Segment Open

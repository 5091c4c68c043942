//! Prelude module for convenient imports.
//!
//! ```ignore
//! use courier::prelude::*;
//! ```

pub use crate::{
    Client, ClientConfig, ClientError, Decoder, GetClient, HyperTransport, JsonDecoder, Result,
    UrlComponents,
};

// Re-export serde for user-defined response types
pub use serde::Deserialize;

Segment Closed

◆ **WORK TO BE COMPLETED**: Restate each entry word for word.

◆ **TASK ANSWER**:
repository 5091c4c68c043942
//! Prelude module for convenient imports.
//!
//! ```ignore
//! use courier::prelude::*;
//! ```

pub use crate::{
    Client, ClientConfig, ClientError, Decoder, GetClient, HyperTransport, JsonDecoder, Result,
    UrlComponents,
};

// Re-export serde for user-defined response types
pub use serde::Deserialize;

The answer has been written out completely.